DIRECTIONS FOR THIS TASK ::
For each line below with the word "cannot", write out a copy.

(Saved data entries)
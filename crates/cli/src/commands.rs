use anyhow::{ensure, Context, Result};
use rayon::prelude::*;
use shapemodels_core::PointCloud;
use shapemodels_io::{read_indexed_pts, read_pts, write_pts};
use shapemodels_model::{
    load_model, observations_from_points, posterior, save_model, PdmBuildParams,
    PointDistributionModel,
};
use shapemodels_registration::{fit_icp, IcpParams};
use std::fs;
use std::path::{Path, PathBuf};
use tracing::info;

use crate::batch::{collect_inputs, run_batch, stem};
use crate::visualize::{Layer, LogVisualizer, PlySceneVisualizer, Visualizer};

#[derive(Debug, Clone)]
pub struct BuildOptions {
    pub input: PathBuf,
    pub output: PathBuf,
    pub max_components: Option<usize>,
}

#[derive(Debug, Clone)]
pub struct PosteriorOptions {
    pub pdm: PathBuf,
    pub input: PathBuf,
    pub output: PathBuf,
    pub visualize: bool,
    pub samples: usize,
    pub seed: Option<u64>,
}

#[derive(Debug, Clone)]
pub struct IcpOptions {
    pub pdm: PathBuf,
    pub input: PathBuf,
    pub output: PathBuf,
    pub visualize: bool,
    pub iterations: Option<usize>,
    pub convergence_threshold: Option<f64>,
    pub config: Option<PathBuf>,
}

/// Build a model from every `.pts` file in a directory and save it.
pub fn build(opts: &BuildOptions) -> Result<PointDistributionModel> {
    ensure!(
        opts.input.is_dir(),
        "training input {} is not a directory",
        opts.input.display()
    );
    let files = collect_inputs(&opts.input)?;
    let samples = files
        .par_iter()
        .map(|path| read_pts(path).map_err(anyhow::Error::from))
        .collect::<Result<Vec<PointCloud>>>()?;

    let params = PdmBuildParams {
        max_components: opts.max_components,
        ..PdmBuildParams::default()
    };
    let model = PointDistributionModel::from_training_set(&samples, &params)
        .context("cannot build model")?;
    save_model(&opts.output, &model)?;

    info!(
        samples = samples.len(),
        points = model.num_points(),
        rank = model.rank(),
        output = %opts.output.display(),
        "built model"
    );
    Ok(model)
}

/// Fit the posterior for every indexed observation file.
pub fn fit_posterior(opts: &PosteriorOptions) -> Result<usize> {
    let model = load_model(&opts.pdm)?;
    let files = collect_inputs(&opts.input)?;
    prepare_output(&opts.output)?;
    let visualizers = visualizers(opts.visualize, &opts.output);

    let report = run_batch(&files, |path| {
        let points = read_indexed_pts(path)?;
        let fitted = posterior(&model, &observations_from_points(&points))
            .with_context(|| format!("cannot fit {}", path.display()))?;

        let stem = stem(path);
        let mean = fitted.mean_instance();
        write_pts(opts.output.join(format!("{stem}_fitted_posterior.pts")), &mean)?;

        let mut rng = rand::thread_rng();
        let samples: Vec<PointCloud> = (0..opts.samples)
            .map(|k| match opts.seed {
                Some(seed) => fitted.sample_seeded(seed.wrapping_add(k as u64)),
                None => fitted.sample(&mut rng),
            })
            .collect();
        for (k, sample) in samples.iter().enumerate() {
            write_pts(opts.output.join(format!("{stem}_sample_{k}.pts")), sample)?;
        }

        info!(
            file = %path.display(),
            observations = points.len(),
            posterior_rank = fitted.rank(),
            samples = samples.len(),
            "fitted posterior"
        );

        let sample_labels: Vec<String> =
            (0..samples.len()).map(|k| format!("sample_{k}")).collect();
        let mut layers: Vec<Layer<'_>> = vec![("observations", &points.cloud), ("fitted", &mean)];
        layers.extend(sample_labels.iter().map(String::as_str).zip(samples.iter()));
        show_all(&visualizers, &stem, &layers)
    });

    report.into_result()
}

/// Fit the model to every plain point file with ICP.
pub fn fit_icp_batch(opts: &IcpOptions) -> Result<usize> {
    let model = load_model(&opts.pdm)?;
    let params = icp_params(opts)?;
    let files = collect_inputs(&opts.input)?;
    prepare_output(&opts.output)?;
    let visualizers = visualizers(opts.visualize, &opts.output);

    let report = run_batch(&files, |path| {
        let target = read_pts(path)?;
        let result = fit_icp(&model, &target, &params)
            .with_context(|| format!("cannot fit {}", path.display()))?;

        let stem = stem(path);
        write_pts(opts.output.join(format!("{stem}_fitted_icp.pts")), &result.shape)?;

        info!(
            file = %path.display(),
            tracked = result.tracked_ids.len(),
            rounds = result.num_iterations,
            termination = ?result.termination,
            final_energy = result.rounds.last().map(|r| r.energy),
            "fitted icp"
        );

        show_all(
            &visualizers,
            &stem,
            &[("target", &target), ("fitted", &result.shape)],
        )
    });

    report.into_result()
}

/// Parameters from the optional JSON config, overridden by explicit flags.
pub fn icp_params(opts: &IcpOptions) -> Result<IcpParams> {
    let mut params = match &opts.config {
        Some(path) => {
            let text = fs::read_to_string(path)
                .with_context(|| format!("cannot read config {}", path.display()))?;
            serde_json::from_str(&text)
                .with_context(|| format!("invalid config {}", path.display()))?
        }
        None => IcpParams::default(),
    };
    if let Some(iterations) = opts.iterations {
        params.iterations = iterations;
    }
    if opts.convergence_threshold.is_some() {
        params.convergence_threshold = opts.convergence_threshold;
    }
    Ok(params)
}

fn prepare_output(dir: &Path) -> Result<()> {
    fs::create_dir_all(dir).with_context(|| format!("cannot create {}", dir.display()))
}

fn visualizers(enabled: bool, output: &Path) -> Vec<Box<dyn Visualizer>> {
    if !enabled {
        return Vec::new();
    }
    vec![
        Box::new(LogVisualizer),
        Box::new(PlySceneVisualizer::new(output)),
    ]
}

fn show_all(visualizers: &[Box<dyn Visualizer>], stem: &str, layers: &[Layer<'_>]) -> Result<()> {
    for vis in visualizers {
        vis.show(stem, layers)?;
    }
    Ok(())
}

COMPLETED TASK ::
        .context("cannot build model")?;
            .with_context(|| format!("cannot fit {}", path.display()))?;
            .with_context(|| format!("cannot fit {}", path.display()))?;
                .with_context(|| format!("cannot read config {}", path.display()))?;
    fs::create_dir_all(dir).with_context(|| format!("cannot create {}", dir.display()))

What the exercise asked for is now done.